Work to complete> Show all lines containing "integer" from the data below.

(Listed records Opens)

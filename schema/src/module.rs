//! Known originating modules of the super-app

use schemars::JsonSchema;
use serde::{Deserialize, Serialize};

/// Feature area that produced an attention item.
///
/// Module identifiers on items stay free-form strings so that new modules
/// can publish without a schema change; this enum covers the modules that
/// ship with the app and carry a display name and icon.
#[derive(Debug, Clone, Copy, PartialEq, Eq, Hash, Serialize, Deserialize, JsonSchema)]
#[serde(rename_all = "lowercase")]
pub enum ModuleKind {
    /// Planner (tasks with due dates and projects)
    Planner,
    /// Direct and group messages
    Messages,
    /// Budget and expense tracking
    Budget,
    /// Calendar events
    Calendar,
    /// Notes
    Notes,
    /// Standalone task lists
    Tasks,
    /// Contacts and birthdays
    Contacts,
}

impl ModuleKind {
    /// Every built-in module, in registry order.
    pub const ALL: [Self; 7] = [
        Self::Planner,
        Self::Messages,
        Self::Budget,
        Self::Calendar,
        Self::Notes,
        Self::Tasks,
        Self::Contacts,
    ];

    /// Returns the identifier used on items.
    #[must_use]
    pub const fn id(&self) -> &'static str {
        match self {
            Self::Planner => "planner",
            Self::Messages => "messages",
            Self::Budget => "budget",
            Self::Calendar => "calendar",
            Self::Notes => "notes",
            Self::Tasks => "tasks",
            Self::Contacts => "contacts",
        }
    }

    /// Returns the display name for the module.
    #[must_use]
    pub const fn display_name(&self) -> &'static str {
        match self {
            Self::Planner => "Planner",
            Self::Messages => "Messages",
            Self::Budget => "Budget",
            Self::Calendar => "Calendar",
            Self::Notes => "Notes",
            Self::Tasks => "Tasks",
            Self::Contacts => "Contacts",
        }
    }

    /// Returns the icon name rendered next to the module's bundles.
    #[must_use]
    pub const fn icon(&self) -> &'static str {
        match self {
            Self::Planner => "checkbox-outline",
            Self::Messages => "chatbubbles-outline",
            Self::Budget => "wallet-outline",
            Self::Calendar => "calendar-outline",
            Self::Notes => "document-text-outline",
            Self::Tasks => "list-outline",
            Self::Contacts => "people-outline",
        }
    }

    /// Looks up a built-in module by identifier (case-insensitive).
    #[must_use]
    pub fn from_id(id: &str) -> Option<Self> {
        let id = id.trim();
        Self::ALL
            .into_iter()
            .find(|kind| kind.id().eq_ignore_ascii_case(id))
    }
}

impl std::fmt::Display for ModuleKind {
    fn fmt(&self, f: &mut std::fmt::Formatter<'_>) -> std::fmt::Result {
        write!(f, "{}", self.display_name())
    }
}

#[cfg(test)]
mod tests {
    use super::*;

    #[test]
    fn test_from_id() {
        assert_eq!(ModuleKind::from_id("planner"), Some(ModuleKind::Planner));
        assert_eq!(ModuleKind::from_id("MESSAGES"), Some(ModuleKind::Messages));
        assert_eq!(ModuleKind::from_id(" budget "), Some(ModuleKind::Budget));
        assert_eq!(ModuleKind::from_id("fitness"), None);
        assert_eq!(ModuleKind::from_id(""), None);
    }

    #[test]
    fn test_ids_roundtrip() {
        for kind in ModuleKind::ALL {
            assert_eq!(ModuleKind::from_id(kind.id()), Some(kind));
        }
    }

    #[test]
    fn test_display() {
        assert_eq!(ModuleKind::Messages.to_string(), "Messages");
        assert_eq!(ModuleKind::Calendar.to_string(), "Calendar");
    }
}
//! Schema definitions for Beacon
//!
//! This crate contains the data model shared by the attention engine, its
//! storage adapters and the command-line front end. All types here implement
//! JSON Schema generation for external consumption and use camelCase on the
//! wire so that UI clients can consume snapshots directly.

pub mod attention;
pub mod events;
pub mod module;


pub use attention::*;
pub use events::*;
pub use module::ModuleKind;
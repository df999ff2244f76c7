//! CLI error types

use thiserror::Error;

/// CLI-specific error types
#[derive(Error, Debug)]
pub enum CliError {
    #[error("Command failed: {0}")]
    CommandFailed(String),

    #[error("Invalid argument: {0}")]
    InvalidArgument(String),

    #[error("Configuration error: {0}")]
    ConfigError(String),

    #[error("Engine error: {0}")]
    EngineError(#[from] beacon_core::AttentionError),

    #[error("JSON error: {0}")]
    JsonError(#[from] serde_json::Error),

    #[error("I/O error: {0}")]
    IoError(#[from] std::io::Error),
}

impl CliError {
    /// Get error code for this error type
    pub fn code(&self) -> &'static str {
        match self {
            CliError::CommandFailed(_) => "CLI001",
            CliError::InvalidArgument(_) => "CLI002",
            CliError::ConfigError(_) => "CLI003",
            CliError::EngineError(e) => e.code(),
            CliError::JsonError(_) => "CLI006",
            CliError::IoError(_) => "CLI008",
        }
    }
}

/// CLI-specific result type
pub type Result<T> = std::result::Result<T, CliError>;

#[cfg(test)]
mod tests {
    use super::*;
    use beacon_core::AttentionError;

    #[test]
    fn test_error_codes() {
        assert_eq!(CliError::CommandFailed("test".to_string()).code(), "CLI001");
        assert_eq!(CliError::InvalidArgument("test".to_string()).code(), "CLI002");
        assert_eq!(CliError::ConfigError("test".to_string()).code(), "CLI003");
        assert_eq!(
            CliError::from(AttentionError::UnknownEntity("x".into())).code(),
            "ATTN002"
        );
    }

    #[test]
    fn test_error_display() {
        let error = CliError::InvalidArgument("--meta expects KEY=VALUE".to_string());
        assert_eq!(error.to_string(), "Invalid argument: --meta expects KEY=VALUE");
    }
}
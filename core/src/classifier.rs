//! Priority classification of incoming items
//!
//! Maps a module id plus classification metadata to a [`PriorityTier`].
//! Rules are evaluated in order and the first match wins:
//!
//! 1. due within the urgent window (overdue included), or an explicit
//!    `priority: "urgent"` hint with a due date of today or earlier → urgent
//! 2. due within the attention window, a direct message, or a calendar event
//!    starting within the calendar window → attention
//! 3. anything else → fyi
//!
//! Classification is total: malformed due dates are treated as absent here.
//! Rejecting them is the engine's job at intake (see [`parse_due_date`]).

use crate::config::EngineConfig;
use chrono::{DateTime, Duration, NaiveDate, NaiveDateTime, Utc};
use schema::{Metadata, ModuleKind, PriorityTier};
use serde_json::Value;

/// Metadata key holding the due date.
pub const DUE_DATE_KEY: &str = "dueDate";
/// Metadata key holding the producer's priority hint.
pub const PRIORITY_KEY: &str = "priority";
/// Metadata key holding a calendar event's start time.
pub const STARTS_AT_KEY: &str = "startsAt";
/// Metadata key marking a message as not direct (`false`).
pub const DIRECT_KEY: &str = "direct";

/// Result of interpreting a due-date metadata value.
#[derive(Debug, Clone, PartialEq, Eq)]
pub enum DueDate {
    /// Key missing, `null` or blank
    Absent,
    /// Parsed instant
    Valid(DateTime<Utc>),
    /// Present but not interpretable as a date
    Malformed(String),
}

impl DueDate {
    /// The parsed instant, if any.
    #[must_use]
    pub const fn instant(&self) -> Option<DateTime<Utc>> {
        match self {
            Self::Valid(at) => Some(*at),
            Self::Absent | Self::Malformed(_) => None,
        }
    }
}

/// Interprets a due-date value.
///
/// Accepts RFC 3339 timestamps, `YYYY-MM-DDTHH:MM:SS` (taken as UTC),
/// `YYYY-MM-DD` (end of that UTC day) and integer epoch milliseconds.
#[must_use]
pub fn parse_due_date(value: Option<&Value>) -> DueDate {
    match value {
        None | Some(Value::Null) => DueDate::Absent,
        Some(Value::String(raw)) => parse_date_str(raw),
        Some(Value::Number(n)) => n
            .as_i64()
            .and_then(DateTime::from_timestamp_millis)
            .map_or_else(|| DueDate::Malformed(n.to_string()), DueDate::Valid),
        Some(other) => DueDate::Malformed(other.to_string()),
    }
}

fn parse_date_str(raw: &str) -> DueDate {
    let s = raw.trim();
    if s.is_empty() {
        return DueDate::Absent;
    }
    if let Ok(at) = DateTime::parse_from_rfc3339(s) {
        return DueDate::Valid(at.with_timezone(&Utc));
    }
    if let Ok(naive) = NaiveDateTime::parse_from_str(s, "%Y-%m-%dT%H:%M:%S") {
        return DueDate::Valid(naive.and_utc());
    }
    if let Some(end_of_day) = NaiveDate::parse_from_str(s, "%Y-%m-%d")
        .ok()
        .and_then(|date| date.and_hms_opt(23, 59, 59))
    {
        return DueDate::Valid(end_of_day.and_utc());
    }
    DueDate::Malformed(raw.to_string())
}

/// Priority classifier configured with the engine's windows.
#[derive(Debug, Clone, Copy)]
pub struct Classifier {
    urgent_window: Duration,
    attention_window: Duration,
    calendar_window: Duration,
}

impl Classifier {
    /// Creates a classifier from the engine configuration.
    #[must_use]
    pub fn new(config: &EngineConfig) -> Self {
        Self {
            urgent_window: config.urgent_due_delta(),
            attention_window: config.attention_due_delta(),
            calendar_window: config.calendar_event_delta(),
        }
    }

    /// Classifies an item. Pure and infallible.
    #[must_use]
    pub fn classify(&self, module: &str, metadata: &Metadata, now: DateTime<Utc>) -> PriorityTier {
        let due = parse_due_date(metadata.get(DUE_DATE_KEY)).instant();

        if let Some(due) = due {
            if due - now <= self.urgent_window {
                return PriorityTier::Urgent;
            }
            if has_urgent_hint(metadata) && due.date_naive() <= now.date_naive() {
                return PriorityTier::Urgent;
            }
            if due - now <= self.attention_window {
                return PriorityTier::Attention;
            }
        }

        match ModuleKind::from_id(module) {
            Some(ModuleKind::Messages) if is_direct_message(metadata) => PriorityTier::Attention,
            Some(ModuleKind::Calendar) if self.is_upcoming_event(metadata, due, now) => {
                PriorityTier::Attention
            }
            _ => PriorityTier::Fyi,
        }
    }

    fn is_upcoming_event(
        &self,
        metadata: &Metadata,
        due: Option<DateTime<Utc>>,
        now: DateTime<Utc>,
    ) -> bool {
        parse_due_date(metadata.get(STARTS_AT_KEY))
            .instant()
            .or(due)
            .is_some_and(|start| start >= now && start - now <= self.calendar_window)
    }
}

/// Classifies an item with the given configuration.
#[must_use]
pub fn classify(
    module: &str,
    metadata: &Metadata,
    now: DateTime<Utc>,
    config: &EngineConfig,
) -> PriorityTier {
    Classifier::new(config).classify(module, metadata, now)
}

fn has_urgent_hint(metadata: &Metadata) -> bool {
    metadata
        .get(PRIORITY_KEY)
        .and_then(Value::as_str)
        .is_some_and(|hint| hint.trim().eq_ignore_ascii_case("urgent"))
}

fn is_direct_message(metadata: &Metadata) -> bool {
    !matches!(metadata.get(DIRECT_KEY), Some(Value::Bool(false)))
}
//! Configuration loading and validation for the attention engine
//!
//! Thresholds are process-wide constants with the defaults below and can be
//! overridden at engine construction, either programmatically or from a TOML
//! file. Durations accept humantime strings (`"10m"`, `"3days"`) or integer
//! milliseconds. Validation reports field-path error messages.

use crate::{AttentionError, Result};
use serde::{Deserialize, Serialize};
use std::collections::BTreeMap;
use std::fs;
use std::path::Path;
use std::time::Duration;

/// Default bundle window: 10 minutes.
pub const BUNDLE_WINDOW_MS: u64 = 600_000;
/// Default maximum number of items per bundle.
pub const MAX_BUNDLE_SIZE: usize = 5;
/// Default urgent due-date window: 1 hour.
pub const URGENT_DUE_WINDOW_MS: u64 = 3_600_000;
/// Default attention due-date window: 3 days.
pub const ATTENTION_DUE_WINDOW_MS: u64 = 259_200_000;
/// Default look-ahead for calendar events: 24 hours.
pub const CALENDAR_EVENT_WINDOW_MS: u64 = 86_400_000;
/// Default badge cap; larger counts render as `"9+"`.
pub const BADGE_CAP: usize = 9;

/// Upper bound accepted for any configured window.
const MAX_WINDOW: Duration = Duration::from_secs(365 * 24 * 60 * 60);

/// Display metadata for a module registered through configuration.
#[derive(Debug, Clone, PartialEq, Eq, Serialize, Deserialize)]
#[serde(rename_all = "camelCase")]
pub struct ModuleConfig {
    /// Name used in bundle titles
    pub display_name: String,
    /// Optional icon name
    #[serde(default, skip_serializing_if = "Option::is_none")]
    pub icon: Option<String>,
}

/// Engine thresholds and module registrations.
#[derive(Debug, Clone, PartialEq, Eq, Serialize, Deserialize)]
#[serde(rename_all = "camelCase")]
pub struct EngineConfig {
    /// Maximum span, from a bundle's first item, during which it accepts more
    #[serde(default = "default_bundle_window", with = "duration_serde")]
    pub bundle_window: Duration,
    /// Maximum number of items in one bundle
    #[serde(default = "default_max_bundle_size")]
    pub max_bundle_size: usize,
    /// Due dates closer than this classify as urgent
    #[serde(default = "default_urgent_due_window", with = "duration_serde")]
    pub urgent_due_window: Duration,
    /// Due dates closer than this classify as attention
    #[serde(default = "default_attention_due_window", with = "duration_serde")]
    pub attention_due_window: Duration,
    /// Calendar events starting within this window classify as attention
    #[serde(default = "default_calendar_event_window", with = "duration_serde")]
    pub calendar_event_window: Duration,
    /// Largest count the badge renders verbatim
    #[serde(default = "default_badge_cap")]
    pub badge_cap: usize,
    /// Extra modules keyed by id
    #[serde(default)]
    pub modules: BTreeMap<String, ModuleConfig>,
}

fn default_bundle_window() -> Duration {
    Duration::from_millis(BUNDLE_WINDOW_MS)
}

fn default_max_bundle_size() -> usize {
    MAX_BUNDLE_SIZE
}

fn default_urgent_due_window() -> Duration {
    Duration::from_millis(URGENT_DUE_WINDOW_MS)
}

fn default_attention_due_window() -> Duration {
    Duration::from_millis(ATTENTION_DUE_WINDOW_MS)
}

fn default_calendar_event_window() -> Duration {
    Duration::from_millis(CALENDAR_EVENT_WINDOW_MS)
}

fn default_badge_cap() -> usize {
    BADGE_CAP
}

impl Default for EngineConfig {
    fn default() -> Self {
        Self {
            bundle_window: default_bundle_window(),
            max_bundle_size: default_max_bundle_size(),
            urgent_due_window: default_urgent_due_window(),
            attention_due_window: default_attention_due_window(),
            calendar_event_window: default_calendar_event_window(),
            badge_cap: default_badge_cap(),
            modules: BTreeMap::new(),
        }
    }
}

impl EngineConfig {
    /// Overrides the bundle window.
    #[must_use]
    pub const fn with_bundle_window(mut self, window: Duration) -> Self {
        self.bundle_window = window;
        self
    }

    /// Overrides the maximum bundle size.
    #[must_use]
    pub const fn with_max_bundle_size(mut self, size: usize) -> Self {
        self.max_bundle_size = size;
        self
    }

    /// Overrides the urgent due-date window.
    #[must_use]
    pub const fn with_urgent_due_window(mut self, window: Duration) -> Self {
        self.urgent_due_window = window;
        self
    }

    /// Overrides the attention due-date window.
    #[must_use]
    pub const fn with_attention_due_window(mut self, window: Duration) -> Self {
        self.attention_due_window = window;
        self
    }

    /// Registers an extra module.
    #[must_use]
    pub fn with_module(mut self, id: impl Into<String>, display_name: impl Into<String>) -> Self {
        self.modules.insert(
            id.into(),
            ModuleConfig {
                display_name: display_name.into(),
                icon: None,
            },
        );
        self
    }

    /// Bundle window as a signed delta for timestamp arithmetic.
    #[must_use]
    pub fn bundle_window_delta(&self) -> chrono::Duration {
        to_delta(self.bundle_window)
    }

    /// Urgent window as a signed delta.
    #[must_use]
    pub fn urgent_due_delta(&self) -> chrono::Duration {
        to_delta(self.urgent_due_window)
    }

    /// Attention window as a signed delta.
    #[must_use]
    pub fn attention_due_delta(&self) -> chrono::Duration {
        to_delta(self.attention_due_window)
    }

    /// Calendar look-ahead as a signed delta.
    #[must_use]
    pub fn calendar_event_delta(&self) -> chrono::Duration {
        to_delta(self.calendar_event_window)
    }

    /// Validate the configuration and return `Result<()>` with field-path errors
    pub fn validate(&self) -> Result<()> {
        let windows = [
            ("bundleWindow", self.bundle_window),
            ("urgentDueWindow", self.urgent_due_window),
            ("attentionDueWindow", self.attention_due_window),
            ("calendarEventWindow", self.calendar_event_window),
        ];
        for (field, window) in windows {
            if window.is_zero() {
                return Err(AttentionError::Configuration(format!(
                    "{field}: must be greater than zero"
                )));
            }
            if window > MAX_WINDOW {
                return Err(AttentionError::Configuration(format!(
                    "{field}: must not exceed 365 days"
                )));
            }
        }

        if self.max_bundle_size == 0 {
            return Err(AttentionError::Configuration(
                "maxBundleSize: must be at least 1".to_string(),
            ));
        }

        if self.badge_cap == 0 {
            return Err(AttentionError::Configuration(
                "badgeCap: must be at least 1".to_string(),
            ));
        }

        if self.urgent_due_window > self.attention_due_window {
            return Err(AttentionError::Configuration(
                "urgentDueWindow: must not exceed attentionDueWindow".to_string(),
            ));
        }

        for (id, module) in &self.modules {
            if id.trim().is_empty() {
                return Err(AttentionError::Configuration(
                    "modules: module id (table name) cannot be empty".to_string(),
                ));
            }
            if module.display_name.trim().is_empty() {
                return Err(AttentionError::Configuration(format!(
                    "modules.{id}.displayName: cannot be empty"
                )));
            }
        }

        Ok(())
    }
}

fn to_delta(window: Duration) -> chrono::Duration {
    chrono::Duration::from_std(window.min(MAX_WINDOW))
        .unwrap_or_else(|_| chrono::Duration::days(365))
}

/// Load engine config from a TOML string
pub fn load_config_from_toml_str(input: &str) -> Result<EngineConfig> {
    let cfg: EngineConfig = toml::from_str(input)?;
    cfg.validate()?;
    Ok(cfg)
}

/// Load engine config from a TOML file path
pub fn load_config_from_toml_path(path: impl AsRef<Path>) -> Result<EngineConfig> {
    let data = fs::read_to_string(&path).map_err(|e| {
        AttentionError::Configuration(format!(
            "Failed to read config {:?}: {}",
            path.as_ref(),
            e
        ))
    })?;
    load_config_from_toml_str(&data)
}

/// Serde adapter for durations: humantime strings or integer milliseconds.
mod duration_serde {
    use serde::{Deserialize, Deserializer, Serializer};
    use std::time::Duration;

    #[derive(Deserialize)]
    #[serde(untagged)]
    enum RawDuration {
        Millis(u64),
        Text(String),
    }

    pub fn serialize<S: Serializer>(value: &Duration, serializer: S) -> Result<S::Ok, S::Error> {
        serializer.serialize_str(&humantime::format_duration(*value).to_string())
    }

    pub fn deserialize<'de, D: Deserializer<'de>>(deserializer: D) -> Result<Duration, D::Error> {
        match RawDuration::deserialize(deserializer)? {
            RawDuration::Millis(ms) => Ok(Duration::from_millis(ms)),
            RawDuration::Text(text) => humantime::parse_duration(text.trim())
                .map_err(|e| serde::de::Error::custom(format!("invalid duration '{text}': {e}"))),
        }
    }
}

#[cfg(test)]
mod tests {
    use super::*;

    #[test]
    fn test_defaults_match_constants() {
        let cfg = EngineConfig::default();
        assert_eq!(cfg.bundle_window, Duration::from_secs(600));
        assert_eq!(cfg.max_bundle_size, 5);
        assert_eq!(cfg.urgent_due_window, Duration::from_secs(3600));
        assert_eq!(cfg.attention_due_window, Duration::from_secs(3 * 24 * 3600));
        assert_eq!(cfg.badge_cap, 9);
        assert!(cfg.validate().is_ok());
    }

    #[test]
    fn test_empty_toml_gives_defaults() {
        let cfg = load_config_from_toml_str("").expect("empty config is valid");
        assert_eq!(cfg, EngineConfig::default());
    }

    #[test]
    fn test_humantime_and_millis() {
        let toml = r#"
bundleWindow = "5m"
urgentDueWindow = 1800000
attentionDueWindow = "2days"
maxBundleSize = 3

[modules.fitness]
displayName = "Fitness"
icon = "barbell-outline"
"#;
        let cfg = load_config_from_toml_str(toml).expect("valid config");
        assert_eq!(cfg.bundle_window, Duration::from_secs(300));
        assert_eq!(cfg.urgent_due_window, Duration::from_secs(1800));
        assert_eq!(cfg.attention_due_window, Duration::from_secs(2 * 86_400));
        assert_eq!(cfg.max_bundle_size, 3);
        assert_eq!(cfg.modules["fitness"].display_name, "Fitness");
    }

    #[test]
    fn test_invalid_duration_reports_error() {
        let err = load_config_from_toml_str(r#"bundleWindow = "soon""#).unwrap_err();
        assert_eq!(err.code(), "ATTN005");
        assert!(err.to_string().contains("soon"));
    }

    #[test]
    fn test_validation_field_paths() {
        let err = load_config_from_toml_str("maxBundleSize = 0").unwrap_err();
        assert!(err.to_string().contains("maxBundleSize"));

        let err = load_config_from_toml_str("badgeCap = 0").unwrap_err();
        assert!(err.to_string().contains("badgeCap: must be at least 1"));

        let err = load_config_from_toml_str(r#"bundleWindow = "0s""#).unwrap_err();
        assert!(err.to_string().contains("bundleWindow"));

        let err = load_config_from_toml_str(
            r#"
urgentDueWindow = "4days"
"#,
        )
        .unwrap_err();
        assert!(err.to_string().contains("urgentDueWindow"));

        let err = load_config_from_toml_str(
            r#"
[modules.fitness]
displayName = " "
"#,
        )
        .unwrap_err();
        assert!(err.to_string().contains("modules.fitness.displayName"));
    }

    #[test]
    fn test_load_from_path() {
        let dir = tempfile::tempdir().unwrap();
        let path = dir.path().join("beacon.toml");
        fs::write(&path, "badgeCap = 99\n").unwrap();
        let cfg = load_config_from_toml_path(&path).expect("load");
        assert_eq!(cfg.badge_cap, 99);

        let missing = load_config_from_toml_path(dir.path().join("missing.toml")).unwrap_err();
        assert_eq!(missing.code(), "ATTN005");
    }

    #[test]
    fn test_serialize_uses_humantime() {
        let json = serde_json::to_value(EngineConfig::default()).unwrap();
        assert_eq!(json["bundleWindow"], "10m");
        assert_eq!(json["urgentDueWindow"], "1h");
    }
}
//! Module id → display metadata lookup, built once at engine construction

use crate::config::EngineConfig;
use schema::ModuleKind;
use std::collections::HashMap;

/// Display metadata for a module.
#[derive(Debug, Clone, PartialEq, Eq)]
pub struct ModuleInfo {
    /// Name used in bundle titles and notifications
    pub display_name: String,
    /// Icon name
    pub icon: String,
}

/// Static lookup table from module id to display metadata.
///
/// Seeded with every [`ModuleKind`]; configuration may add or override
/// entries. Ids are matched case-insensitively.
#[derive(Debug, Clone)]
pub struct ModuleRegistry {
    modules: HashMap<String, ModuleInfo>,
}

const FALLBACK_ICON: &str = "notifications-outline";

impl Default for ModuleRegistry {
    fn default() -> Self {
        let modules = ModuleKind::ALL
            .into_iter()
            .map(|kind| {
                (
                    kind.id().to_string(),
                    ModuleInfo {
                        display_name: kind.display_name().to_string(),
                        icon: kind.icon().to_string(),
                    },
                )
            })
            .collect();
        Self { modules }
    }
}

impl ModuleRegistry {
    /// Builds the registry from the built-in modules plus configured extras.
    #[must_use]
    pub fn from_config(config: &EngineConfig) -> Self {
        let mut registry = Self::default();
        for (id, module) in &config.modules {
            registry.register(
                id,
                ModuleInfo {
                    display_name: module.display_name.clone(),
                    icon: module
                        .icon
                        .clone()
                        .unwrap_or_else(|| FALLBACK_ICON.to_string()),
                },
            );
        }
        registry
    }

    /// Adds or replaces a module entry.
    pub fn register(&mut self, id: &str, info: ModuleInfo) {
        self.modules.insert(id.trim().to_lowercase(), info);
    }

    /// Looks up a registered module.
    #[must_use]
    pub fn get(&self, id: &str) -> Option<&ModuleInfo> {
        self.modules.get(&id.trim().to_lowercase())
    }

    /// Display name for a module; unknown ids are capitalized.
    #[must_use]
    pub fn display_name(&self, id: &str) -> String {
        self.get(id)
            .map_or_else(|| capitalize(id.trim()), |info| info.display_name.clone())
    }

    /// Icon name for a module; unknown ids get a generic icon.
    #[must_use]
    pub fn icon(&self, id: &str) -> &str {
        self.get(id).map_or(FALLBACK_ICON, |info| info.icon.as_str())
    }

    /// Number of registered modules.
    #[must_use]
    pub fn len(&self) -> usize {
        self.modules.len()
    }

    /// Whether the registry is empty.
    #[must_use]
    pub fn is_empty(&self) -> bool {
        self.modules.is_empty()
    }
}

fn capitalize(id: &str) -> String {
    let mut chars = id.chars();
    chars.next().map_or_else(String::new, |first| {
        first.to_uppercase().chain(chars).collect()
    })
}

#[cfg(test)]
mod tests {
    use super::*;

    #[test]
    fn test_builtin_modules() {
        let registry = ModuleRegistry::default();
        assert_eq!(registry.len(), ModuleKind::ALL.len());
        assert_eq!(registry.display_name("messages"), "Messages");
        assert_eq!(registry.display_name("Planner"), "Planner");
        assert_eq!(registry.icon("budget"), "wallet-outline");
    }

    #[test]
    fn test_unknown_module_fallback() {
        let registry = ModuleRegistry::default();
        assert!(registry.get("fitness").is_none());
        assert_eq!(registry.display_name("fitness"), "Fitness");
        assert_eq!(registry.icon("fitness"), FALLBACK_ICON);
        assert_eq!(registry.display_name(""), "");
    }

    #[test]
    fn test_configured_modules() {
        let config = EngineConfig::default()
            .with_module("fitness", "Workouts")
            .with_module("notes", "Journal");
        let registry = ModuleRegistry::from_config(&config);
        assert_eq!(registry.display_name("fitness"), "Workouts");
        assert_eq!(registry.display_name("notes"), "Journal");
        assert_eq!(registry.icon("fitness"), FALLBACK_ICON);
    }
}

(Listed records Closes)

Exercise answer>
/// `YYYY-MM-DD` (end of that UTC day) and integer epoch milliseconds.
//! file. Durations accept humantime strings (`"10m"`, `"3days"`) or integer
/// Serde adapter for durations: humantime strings or integer milliseconds.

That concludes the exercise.